WHAT THE TASK REQUIRES: Where the word "printed" appears in a line below, copy the whole line.

Start of RAW DATA

//! Crawler (component C).
//!
//! Walks a source directory and returns the files eligible for parsing,
//! honoring `.gitignore`, a skip-directory list, a lockfile denylist, and a
//! max file size.
use std::collections::HashMap;
use std::path::{Path, PathBuf};

const SKIP_DIRS: &[&str] = &["node_modules", "dist", "build", ".next", "vendor", "testdata", ".git"];
const LOCKFILES: &[&str] = &[
    "package-lock.json",
    "yarn.lock",
    "pnpm-lock.yaml",
    "go.sum",
];
const DEFAULT_ALLOWED_EXTENSIONS: &[&str] = &["ts", "tsx", "js", "jsx", "go"];
const DEFAULT_MAX_FILE_SIZE: u64 = 100 * 1024;

#[derive(Debug, Clone)]
pub struct CrawlOptions {
    pub allowed_extensions: Vec<String>,
    pub max_file_size: u64,
}

impl Default for CrawlOptions {
    fn default() -> Self {
        Self {
            allowed_extensions: DEFAULT_ALLOWED_EXTENSIONS.iter().map(|s| s.to_string()).collect(),
            max_file_size: DEFAULT_MAX_FILE_SIZE,
        }
    }
}

#[derive(Debug, Clone)]
pub struct CrawledFile {
    pub absolute_path: PathBuf,
    pub relative_path: String,
    pub extension: String,
    pub size: u64,
}

#[derive(Debug, Clone, Default)]
pub struct CrawlResult {
    pub files: Vec<CrawledFile>,
    pub extension_histogram: HashMap<String, usize>,
}

/// Walk `root`, returning every eligible file. Honors `.gitignore` via the
/// `ignore` crate's walk builder, which also applies our skip-directory and
/// extension rules as overrides.
pub fn crawl(root: &Path, opts: &CrawlOptions) -> std::io::Result<Vec<CrawledFile>> {
    Ok(crawl_with_histogram(root, opts)?.files)
}

pub fn crawl_with_histogram(root: &Path, opts: &CrawlOptions) -> std::io::Result<CrawlResult> {
    let mut result = CrawlResult::default();
    if !root.exists() {
        return Ok(result);
    }

    let walker = ignore::WalkBuilder::new(root)
        .hidden(false)
        .git_ignore(true)
        .build();

    for entry in walker {
        let Ok(entry) = entry else { continue };
        let path = entry.path();

        if is_in_skip_dir(root, path) {
            continue;
        }

        let Some(file_type) = entry.file_type() else { continue };
        if !file_type.is_file() {
            continue;
        }
        if path.is_symlink() {
            continue;
        }

        let file_name = path.file_name().and_then(|n| n.to_str()).unwrap_or_default();
        if LOCKFILES.contains(&file_name) {
            continue;
        }

        let Some(ext) = path.extension().and_then(|e| e.to_str()) else { continue };
        let ext = ext.to_lowercase();
        if !opts.allowed_extensions.iter().any(|a| a == &ext) {
            continue;
        }

        let Ok(metadata) = std::fs::symlink_metadata(path) else { continue };
        let size = metadata.len();
        if size > opts.max_file_size {
            continue;
        }

        let relative_path = path
            .strip_prefix(root)
            .unwrap_or(path)
            .to_string_lossy()
            .replace('\\', "/");

        *result.extension_histogram.entry(ext.clone()).or_insert(0) += 1;
        result.files.push(CrawledFile {
            absolute_path: path.to_path_buf(),
            relative_path,
            extension: ext,
            size,
        });
    }

    Ok(result)
}

/// Apply the crawler's directory/lockfile/extension rules to a
/// source-root-relative path string, without touching the filesystem — used
/// by the change detector to filter `git diff` output (which may name
/// deleted files that no longer exist on disk) before the auto-reindex
/// threshold check. The max-file-size rule is skipped here since it has no
/// meaning for a path that may not exist.
pub fn is_eligible_relative_path(relative_path: &str, opts: &CrawlOptions) -> bool {
    let path = Path::new(relative_path);

    if path.components().any(|c| {
        let s = c.as_os_str().to_string_lossy();
        SKIP_DIRS.contains(&s.as_ref()) || (s.starts_with('.') && s != ".")
    }) {
        return false;
    }

    let file_name = path.file_name().and_then(|n| n.to_str()).unwrap_or_default();
    if LOCKFILES.contains(&file_name) {
        return false;
    }

    match path.extension().and_then(|e| e.to_str()) {
        Some(ext) => opts.allowed_extensions.iter().any(|a| a.eq_ignore_ascii_case(ext)),
        None => false,
    }
}

fn is_in_skip_dir(root: &Path, path: &Path) -> bool {
    let Ok(relative) = path.strip_prefix(root) else { return false };
    relative.components().any(|c| {
        let s = c.as_os_str().to_string_lossy();
        SKIP_DIRS.contains(&s.as_ref()) || (s.starts_with('.') && s != ".")
    })
}

#[cfg(test)]
mod tests {
    use super::*;
    use std::fs;

    #[test]
    fn skips_git_and_node_modules_dirs() {
        let dir = tempfile::tempdir().unwrap();
        fs::create_dir_all(dir.path().join(".git")).unwrap();
        fs::write(dir.path().join(".git/config"), "x").unwrap();
        fs::create_dir_all(dir.path().join("node_modules/pkg")).unwrap();
        fs::write(dir.path().join("node_modules/pkg/index.js"), "x").unwrap();
        fs::write(dir.path().join("main.ts"), "export const x = 1;").unwrap();

        let files = crawl(dir.path(), &CrawlOptions::default()).unwrap();
        assert_eq!(files.len(), 1);
        assert_eq!(files[0].relative_path, "main.ts");
    }

    #[test]
    fn skips_lockfiles_and_oversized_files() {
        let dir = tempfile::tempdir().unwrap();
        fs::write(dir.path().join("pnpm-lock.yaml"), "x").unwrap();
        fs::write(dir.path().join("big.go"), "x".repeat(200 * 1024)).unwrap();
        fs::write(dir.path().join("small.go"), "package main").unwrap();

        let files = crawl(dir.path(), &CrawlOptions::default()).unwrap();
        assert_eq!(files.len(), 1);
        assert_eq!(files[0].relative_path, "small.go");
    }

    #[test]
    fn eligible_relative_path_applies_crawler_rules_without_touching_disk() {
        let opts = CrawlOptions::default();
        assert!(is_eligible_relative_path("src/index.ts", &opts));
        assert!(!is_eligible_relative_path("node_modules/pkg/index.js", &opts));
        assert!(!is_eligible_relative_path("pnpm-lock.yaml", &opts));
        assert!(!is_eligible_relative_path("README.md", &opts));
    }

    #[test]
    fn builds_extension_histogram() {
        let dir = tempfile::tempdir().unwrap();
        fs::write(dir.path().join("a.ts"), "x").unwrap();
        fs::write(dir.path().join("b.ts"), "x").unwrap();
        fs::write(dir.path().join("c.go"), "x").unwrap();

        let result = crawl_with_histogram(dir.path(), &CrawlOptions::default()).unwrap();
        assert_eq!(result.extension_histogram.get("ts"), Some(&2));
        assert_eq!(result.extension_histogram.get("go"), Some(&1));
    }
}
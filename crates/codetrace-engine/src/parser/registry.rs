use super::{LanguageParser, ParseResult};
use codetrace_core::{Error, Result};
use std::collections::HashMap;
use std::path::Path;
use std::sync::Arc;

/// Central registry that maps file extensions to their language parsers.
///
/// Each parser is wrapped in an `Arc` so multiple extensions (e.g. "ts" and
/// "tsx") can share the same parser instance without cloning.
pub struct ParserRegistry {
    parsers: HashMap<String, Arc<dyn LanguageParser>>,
}

impl ParserRegistry {
    /// Create a new registry with the crawler's initial supported set
    /// (TypeScript/JavaScript, Go) registered.
    pub fn new() -> Self {
        let mut parsers: HashMap<String, Arc<dyn LanguageParser>> = HashMap::new();

        let ts = Arc::new(super::typescript::TypeScriptParser::new()) as Arc<dyn LanguageParser>;
        for ext in ts.extensions() {
            parsers.insert(ext.to_string(), Arc::clone(&ts));
        }

        let go = Arc::new(super::go::GoParser::new()) as Arc<dyn LanguageParser>;
        for ext in go.extensions() {
            parsers.insert(ext.to_string(), Arc::clone(&go));
        }

        Self { parsers }
    }

    pub fn supports_file(&self, path: &Path) -> bool {
        path.extension()
            .and_then(|e| e.to_str())
            .map(|ext| self.parsers.contains_key(ext))
            .unwrap_or(false)
    }

    /// Parse a source file, selecting the parser by file extension.
    ///
    /// Returns `Error::UnsupportedLanguage` when no parser is registered for
    /// the extension (or the path has no extension).
    pub fn parse(&self, path: &str, source: &[u8]) -> Result<ParseResult> {
        let ext = Path::new(path)
            .extension()
            .and_then(|e| e.to_str())
            .ok_or_else(|| Error::UnsupportedLanguage("no extension".into()))?;

        let parser = self
            .parsers
            .get(ext)
            .ok_or_else(|| Error::UnsupportedLanguage(ext.into()))?;

        parser.parse(path, source)
    }
}

impl Default for ParserRegistry {
    fn default() -> Self {
        Self::new()
    }
}

#[cfg(test)]
mod tests {
    use super::*;

    #[test]
    fn supports_initial_extension_set() {
        let reg = ParserRegistry::new();
        for ext in ["ts", "tsx", "js", "jsx", "go"] {
            assert!(reg.supports_file(Path::new(&format!("a.{ext}"))), "expected support for .{ext}");
        }
        assert!(!reg.supports_file(Path::new("a.rs")));
    }

    #[test]
    fn unsupported_extension_is_an_error() {
        let reg = ParserRegistry::new();
        let err = reg.parse("a.rs", b"fn main() {}").unwrap_err();
        assert!(matches!(err, Error::UnsupportedLanguage(_)));
    }
}
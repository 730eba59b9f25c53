use std::collections::HashMap;

use anyhow::Result;
use codetrace_engine::{EmbedInput, Embedder, GraphStore, RetrievalEngine};

use crate::config::ResolvedConfig;
use crate::db;

pub async fn run(
    config: &ResolvedConfig,
    query: &str,
    project_slug: &str,
    limit: usize,
    kind: Option<&str>,
) -> Result<()> {
    let pool = db::connect(&config.database_url).await?;
    let project = db::load_project_by_slug(&pool, project_slug).await?;
    let sources = db::load_sources_for_project(&pool, project.id).await?;

    let store = GraphStore::new(pool.clone());
    let retrieval = RetrievalEngine::new(pool.clone());
    let embedder = Embedder::new(
        config.embedding_api_key.clone(),
        config.embedding_model.clone(),
        config.max_embedding_batch,
    )?;
    let query_embedding = embed_query(&embedder, query).await?;

    let mut printed = 0usize;
    println!("{:>3} | {:>6} | {:<8} | {:<40} | File", "#", "Score", "Kind", "Symbol");
    println!("{}", "-".repeat(100));

    for source in &sources {
        if printed >= limit {
            break;
        }
        let Some(workspace_id) = store.workspace_for_source(source.id).await? else {
            continue;
        };
        let hits = retrieval
            .hybrid_search(workspace_id, query, query_embedding.as_deref(), kind, limit - printed)
            .await?;
        for hit in hits {
            printed += 1;
            println!(
                "{:>3} | {:>6.3} | {:<8} | {:<40} | {}",
                printed, hit.score, hit.kind, hit.qualified_name, hit.file_path
            );
        }
    }

    if printed == 0 {
        println!("no results.");
    }
    Ok(())
}

/// Embed a query string through the same skip-embed codepath used for
/// nodes, keyed on a synthetic qualified name that never collides with a
/// stored body hash.
async fn embed_query(embedder: &Embedder, query: &str) -> Result<Option<Vec<f32>>> {
    let input = EmbedInput {
        qualified_name: "__query__".to_string(),
        signature: None,
        docstring: None,
        source_text: query.to_string(),
    };
    let embeddings = embedder.embed_changed(&[input], &HashMap::new()).await?;
    Ok(embeddings.get("__query__").cloned())
}
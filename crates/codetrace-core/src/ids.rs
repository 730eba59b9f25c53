//! Deterministic ID derivation.
//!
//! §3 requires that IDs be deterministic functions of the data hierarchy so
//! that re-indexing the same inputs yields the same IDs and upserts are
//! idempotent. We express the hierarchy's string identities (e.g.
//! `{sourceID}/{filePath}::{qualifiedName}` for a node) as UUIDv5 names
//! hashed under a fixed namespace, so every entity keeps a `Uuid` type at
//! the Rust level while two runs over identical inputs always produce the
//! same id.
use uuid::Uuid;

use crate::types::{EdgeKind, NodeId, PackageId, ProjectId, SourceId, WorkspaceId};

/// Namespace UUID for this crate's deterministic ID derivations. Arbitrary
/// but fixed — changing it would change every derived ID.
const NAMESPACE: Uuid = Uuid::from_bytes([
    0x6c, 0x6f, 0x64, 0x65, 0x74, 0x72, 0x61, 0x63, 0x65, 0x2d, 0x6e, 0x73, 0x00, 0x00, 0x00, 0x01,
]);

fn derive(name: &str) -> Uuid {
    Uuid::new_v5(&NAMESPACE, name.as_bytes())
}

/// Identified by a slug derived from the display name.
pub fn project_id(slug: &str) -> ProjectId {
    derive(&format!("project/{slug}"))
}

/// Identified by `{projectID}/{slug(alias)}`.
pub fn source_id(project_id: ProjectId, alias_slug: &str) -> SourceId {
    derive(&format!("source/{project_id}/{alias_slug}"))
}

/// Identified by `{projectID}/{sourceID}`.
pub fn workspace_id(project_id: ProjectId, source_id: SourceId) -> WorkspaceId {
    derive(&format!("workspace/{project_id}/{source_id}"))
}

/// Identified by `{workspaceID}/{packageName}`.
pub fn package_id(workspace_id: WorkspaceId, package_name: &str) -> PackageId {
    derive(&format!("package/{workspace_id}/{package_name}"))
}

/// Identified by `{sourceID}/{filePath}::{qualifiedName}`.
///
/// Depends only on `(sourceID, filePath, qualifiedName)`, per the
/// determinism-of-IDs testable property — not on workspace or package, so a
/// node's id survives a package being renamed or re-detected around it.
pub fn node_id(source_id: SourceId, file_path: &str, qualified_name: &str) -> NodeId {
    derive(&format!("node/{source_id}/{file_path}::{qualified_name}"))
}

/// Composite identity `(source, target, kind)`.
pub fn edge_id(source_node: NodeId, target_node: NodeId, kind: EdgeKind) -> Uuid {
    derive(&format!("edge/{source_node}/{target_node}/{kind}"))
}

/// Composite identity `(node, rawText, kind)`.
pub fn unresolved_id(node_id: NodeId, raw_text: &str, kind: EdgeKind) -> Uuid {
    derive(&format!("unresolved/{node_id}/{raw_text}/{kind}"))
}

/// Slugify a display name: lowercase, non-alphanumeric runs collapsed to a
/// single `-`, trimmed of leading/trailing `-`.
pub fn slugify(input: &str) -> String {
    let mut out = String::with_capacity(input.len());
    let mut last_was_dash = false;
    for ch in input.chars() {
        if ch.is_ascii_alphanumeric() {
            out.push(ch.to_ascii_lowercase());
            last_was_dash = false;
        } else if !last_was_dash {
            out.push('-');
            last_was_dash = true;
        }
    }
    out.trim_matches('-').to_string()
}

#[cfg(test)]
mod tests {
    use super::*;

    #[test]
    fn project_id_is_deterministic() {
        let a = project_id("my-project");
        let b = project_id("my-project");
        assert_eq!(a, b);
    }

    #[test]
    fn node_id_depends_only_on_source_path_and_qualified_name() {
        let source = Uuid::new_v4();
        let a = node_id(source, "src/lib.rs", "foo::Bar::baz");
        let b = node_id(source, "src/lib.rs", "foo::Bar::baz");
        assert_eq!(a, b);

        let different_file = node_id(source, "src/other.rs", "foo::Bar::baz");
        assert_ne!(a, different_file);
    }

    #[test]
    fn edge_id_is_order_and_kind_sensitive() {
        let n1 = Uuid::new_v4();
        let n2 = Uuid::new_v4();
        let forward = edge_id(n1, n2, EdgeKind::Calls);
        let backward = edge_id(n2, n1, EdgeKind::Calls);
        let different_kind = edge_id(n1, n2, EdgeKind::Imports);
        assert_ne!(forward, backward);
        assert_ne!(forward, different_kind);
    }

    #[test]
    fn slugify_collapses_and_trims() {
        assert_eq!(slugify("My Cool Project!!"), "my-cool-project");
        assert_eq!(slugify("  leading/trailing  "), "leading-trailing");
    }
}
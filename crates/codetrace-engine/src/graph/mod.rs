pub mod store;

pub use store::{CommitCounts, GraphStore};
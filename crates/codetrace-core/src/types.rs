use serde::{Deserialize, Serialize};
use std::str::FromStr;
use uuid::Uuid;

// ── ID types ──
pub type ProjectId = Uuid;
pub type SourceId = Uuid;
pub type WorkspaceId = Uuid;
pub type PackageId = Uuid;
pub type NodeId = Uuid;
pub type EdgeId = Uuid;
pub type UnresolvedRefId = Uuid;

/// A user-visible grouping of one or more sources. Identified by a slug
/// derived from its display name (see [`crate::ids::project_id`]).
#[derive(Debug, Clone, Serialize, Deserialize)]
pub struct Project {
    pub id: ProjectId,
    pub slug: String,
    pub display_name: String,
    pub settings: serde_json::Value,
}

/// A local directory linked to a project. Identified by
/// `{projectID}/{slug(alias)}`.
#[derive(Debug, Clone, Serialize, Deserialize)]
pub struct Source {
    pub id: SourceId,
    pub project_id: ProjectId,
    pub alias: String,
    pub path: String,
    pub last_indexed_commit: Option<String>,
    pub last_indexed_branch: Option<String>,
    pub last_indexed_at: Option<chrono::DateTime<chrono::Utc>>,
}

#[derive(Debug, Clone, Copy, PartialEq, Eq, Serialize, Deserialize)]
pub enum WorkspaceKind {
    Monorepo,
    Standalone,
    GoWorkspace,
}

impl std::fmt::Display for WorkspaceKind {
    fn fmt(&self, f: &mut std::fmt::Formatter<'_>) -> std::fmt::Result {
        let s = match self {
            Self::Monorepo => "monorepo",
            Self::Standalone => "standalone",
            Self::GoWorkspace => "go-workspace",
        };
        write!(f, "{s}")
    }
}

impl FromStr for WorkspaceKind {
    type Err = String;

    fn from_str(s: &str) -> Result<Self, Self::Err> {
        match s {
            "monorepo" => Ok(Self::Monorepo),
            "standalone" => Ok(Self::Standalone),
            "go-workspace" => Ok(Self::GoWorkspace),
            other => Err(format!("unknown WorkspaceKind: {other}")),
        }
    }
}

#[derive(Debug, Clone, Copy, PartialEq, Eq, Serialize, Deserialize)]
pub enum PackageManager {
    Npm,
    Yarn,
    Pnpm,
    Lerna,
    Go,
    Unknown,
}

impl std::fmt::Display for PackageManager {
    fn fmt(&self, f: &mut std::fmt::Formatter<'_>) -> std::fmt::Result {
        let s = match self {
            Self::Npm => "npm",
            Self::Yarn => "yarn",
            Self::Pnpm => "pnpm",
            Self::Lerna => "lerna",
            Self::Go => "go",
            Self::Unknown => "unknown",
        };
        write!(f, "{s}")
    }
}

impl FromStr for PackageManager {
    type Err = String;

    fn from_str(s: &str) -> Result<Self, Self::Err> {
        match s {
            "npm" => Ok(Self::Npm),
            "yarn" => Ok(Self::Yarn),
            "pnpm" => Ok(Self::Pnpm),
            "lerna" => Ok(Self::Lerna),
            "go" => Ok(Self::Go),
            "unknown" => Ok(Self::Unknown),
            other => Err(format!("unknown PackageManager: {other}")),
        }
    }
}

/// The root detected within a source: one per source.
#[derive(Debug, Clone, Serialize, Deserialize)]
pub struct Workspace {
    pub id: WorkspaceId,
    pub source_id: SourceId,
    pub kind: WorkspaceKind,
    pub package_manager: PackageManager,
}

/// A unit inside a workspace (npm/yarn/pnpm/lerna package or Go module/sub-package).
#[derive(Debug, Clone, Serialize, Deserialize)]
pub struct Package {
    pub id: PackageId,
    pub workspace_id: WorkspaceId,
    pub name: String,
    pub relative_path: String,
    pub version: Option<String>,
    pub entry_point: Option<String>,
}

#[derive(Debug, Clone, Copy, PartialEq, Eq, Serialize, Deserialize)]
pub enum NodeKind {
    Function,
    Method,
    Class,
    Interface,
    Type,
    Module,
    File,
}

impl std::fmt::Display for NodeKind {
    fn fmt(&self, f: &mut std::fmt::Formatter<'_>) -> std::fmt::Result {
        let s = match self {
            Self::Function => "function",
            Self::Method => "method",
            Self::Class => "class",
            Self::Interface => "interface",
            Self::Type => "type",
            Self::Module => "module",
            Self::File => "file",
        };
        write!(f, "{s}")
    }
}

impl FromStr for NodeKind {
    type Err = String;

    fn from_str(s: &str) -> Result<Self, Self::Err> {
        match s {
            "function" => Ok(Self::Function),
            "method" => Ok(Self::Method),
            "class" => Ok(Self::Class),
            "interface" => Ok(Self::Interface),
            "type" => Ok(Self::Type),
            "module" => Ok(Self::Module),
            "file" => Ok(Self::File),
            other => Err(format!("unknown NodeKind: {other}")),
        }
    }
}

/// A code symbol. Identified by `{sourceID}/{filePath}::{qualifiedName}`
/// (see [`crate::ids::node_id`]).
#[derive(Debug, Clone, Serialize, Deserialize)]
pub struct Node {
    pub id: NodeId,
    pub workspace_id: WorkspaceId,
    pub package_id: Option<PackageId>,
    pub file_path: String,
    pub name: String,
    pub qualified_name: String,
    pub kind: NodeKind,
    pub language: String,
    pub signature: Option<String>,
    pub start_line: u32,
    pub end_line: u32,
    pub source_text: String,
    pub docstring: Option<String>,
    pub body_hash: String,
    pub embedding: Option<Vec<f32>>,
    pub updated_at: chrono::DateTime<chrono::Utc>,
}

#[derive(Debug, Clone, Copy, PartialEq, Eq, Hash, Serialize, Deserialize)]
pub enum EdgeKind {
    Contains,
    Imports,
    Calls,
    Extends,
    Implements,
    UsesType,
    DependsOn,
    Embeds,
}

impl EdgeKind {
    /// Structural kinds carry weight 1.0, referential kinds carry weight 0.5.
    pub fn weight(&self) -> f64 {
        match self {
            Self::Contains | Self::Extends | Self::Implements | Self::DependsOn => 1.0,
            Self::Imports | Self::Calls | Self::UsesType | Self::Embeds => 0.5,
        }
    }
}

impl std::fmt::Display for EdgeKind {
    fn fmt(&self, f: &mut std::fmt::Formatter<'_>) -> std::fmt::Result {
        let s = match self {
            Self::Contains => "contains",
            Self::Imports => "imports",
            Self::Calls => "calls",
            Self::Extends => "extends",
            Self::Implements => "implements",
            Self::UsesType => "uses_type",
            Self::DependsOn => "depends_on",
            Self::Embeds => "embeds",
        };
        write!(f, "{s}")
    }
}

impl FromStr for EdgeKind {
    type Err = String;

    fn from_str(s: &str) -> Result<Self, Self::Err> {
        match s {
            "contains" => Ok(Self::Contains),
            "imports" => Ok(Self::Imports),
            "calls" => Ok(Self::Calls),
            "extends" => Ok(Self::Extends),
            "implements" => Ok(Self::Implements),
            "uses_type" => Ok(Self::UsesType),
            "depends_on" => Ok(Self::DependsOn),
            "embeds" => Ok(Self::Embeds),
            other => Err(format!("unknown EdgeKind: {other}")),
        }
    }
}

/// A directed, typed relationship between two nodes. Composite identity
/// `(source, target, kind)`.
#[derive(Debug, Clone, Serialize, Deserialize)]
pub struct Edge {
    pub id: EdgeId,
    pub source_node: NodeId,
    pub target_node: NodeId,
    pub kind: EdgeKind,
    pub weight: f64,
    pub line: Option<u32>,
}

/// A raw import/call the resolver could not map to a node.
#[derive(Debug, Clone, Serialize, Deserialize)]
pub struct UnresolvedReference {
    pub id: UnresolvedRefId,
    pub node_id: NodeId,
    pub raw_text: String,
    pub kind: EdgeKind,
    pub line: Option<u32>,
}
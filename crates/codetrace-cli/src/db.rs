//! Thin project/source lookups the CLI needs before handing off to
//! `codetrace-engine`. Kept separate from the engine crate since resolving
//! a human-typed slug into a `ProjectId` is a CLI-edge concern, not part
//! of the indexing/retrieval pipeline itself.
use anyhow::{bail, Context, Result};
use codetrace_core::{Project, Source};
use sqlx::PgPool;

pub async fn connect(database_url: &str) -> Result<PgPool> {
    let pool = PgPool::connect(database_url)
        .await
        .context("failed to connect to database")?;
    sqlx::migrate!("../codetrace-engine/migrations")
        .run(&pool)
        .await
        .context("failed to run database migrations")?;
    Ok(pool)
}

pub async fn load_project_by_slug(pool: &PgPool, slug: &str) -> Result<Project> {
    let row = sqlx::query_as::<_, (uuid::Uuid, String, String, serde_json::Value)>(
        "SELECT id, slug, display_name, settings FROM projects WHERE slug = $1",
    )
    .bind(slug)
    .fetch_optional(pool)
    .await
    .context("failed to query project")?;

    match row {
        Some((id, slug, display_name, settings)) => Ok(Project { id, slug, display_name, settings }),
        None => bail!("no project found with slug '{slug}' — create it before indexing"),
    }
}

pub async fn load_sources_for_project(pool: &PgPool, project_id: uuid::Uuid) -> Result<Vec<Source>> {
    let rows = sqlx::query_as::<_, (
        uuid::Uuid,
        uuid::Uuid,
        String,
        String,
        Option<String>,
        Option<String>,
        Option<chrono::DateTime<chrono::Utc>>,
    )>(
        r#"
        SELECT id, project_id, alias, path, last_indexed_commit, last_indexed_branch, last_indexed_at
        FROM sources
        WHERE project_id = $1
        "#,
    )
    .bind(project_id)
    .fetch_all(pool)
    .await
    .context("failed to query sources")?;

    Ok(rows
        .into_iter()
        .map(|(id, project_id, alias, path, last_indexed_commit, last_indexed_branch, last_indexed_at)| Source {
            id,
            project_id,
            alias,
            path,
            last_indexed_commit,
            last_indexed_branch,
            last_indexed_at,
        })
        .collect())
}

pub async fn update_source_checkpoint(
    pool: &PgPool,
    source_id: uuid::Uuid,
    commit: Option<&str>,
    branch: Option<&str>,
    indexed_at: chrono::DateTime<chrono::Utc>,
) -> Result<()> {
    sqlx::query(
        r#"
        UPDATE sources
        SET last_indexed_commit = $2, last_indexed_branch = $3, last_indexed_at = $4
        WHERE id = $1
        "#,
    )
    .bind(source_id)
    .bind(commit)
    .bind(branch)
    .bind(indexed_at)
    .execute(pool)
    .await
    .context("failed to update source checkpoint")?;
    Ok(())
}
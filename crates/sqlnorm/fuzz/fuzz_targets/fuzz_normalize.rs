#![no_main]

use libfuzzer_sys::fuzz_target;
use sqlnorm::{Dialect, Lexer, Normalizer, NormalizerConfig, Obfuscator, ObfuscatorConfig, TokenKind};

fuzz_target!(|data: &[u8]| {
    if let Ok(sql) = std::str::from_utf8(data) {
        let dialects = [
            Dialect::Generic,
            Dialect::PostgreSql,
            Dialect::MySql,
            Dialect::SqlServer,
            Dialect::Oracle,
            Dialect::Snowflake,
        ];

        for dialect in dialects {
            // token spans must cover the input contiguously
            let mut lexer = Lexer::with_dialect(sql, dialect);
            let mut end = 0;
            loop {
                let token = lexer.scan_next();
                if token.kind == TokenKind::Eof {
                    break;
                }
                assert_eq!(token.span.start, end);
                assert_eq!(&sql[token.span.start..token.span.end], token.text);
                end = token.span.end;
            }
            assert_eq!(end, sql.len());

            let normalizer = Normalizer::new(
                NormalizerConfig::new()
                    .with_collect_tables(true)
                    .with_collect_commands(true)
                    .with_collect_comments(true)
                    .with_collect_procedures(true),
            );
            let (normalized, _) = normalizer.normalize_with(sql, dialect);
            assert_eq!(normalized.trim(), normalized);

            let obfuscator = Obfuscator::new(
                ObfuscatorConfig::new()
                    .with_replace_digits(true)
                    .with_dollar_quoted_func(true),
            );
            let _ = obfuscator.obfuscate_with(sql, dialect);
        }
    }
});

End of RAW DATA

FINISHED TASK:
    let mut printed = 0usize;
        if printed >= limit {
            .hybrid_search(workspace_id, query, query_embedding.as_deref(), kind, limit - printed)
            printed += 1;
                printed, hit.score, hit.kind, hit.qualified_name, hit.file_path
    if printed == 0 {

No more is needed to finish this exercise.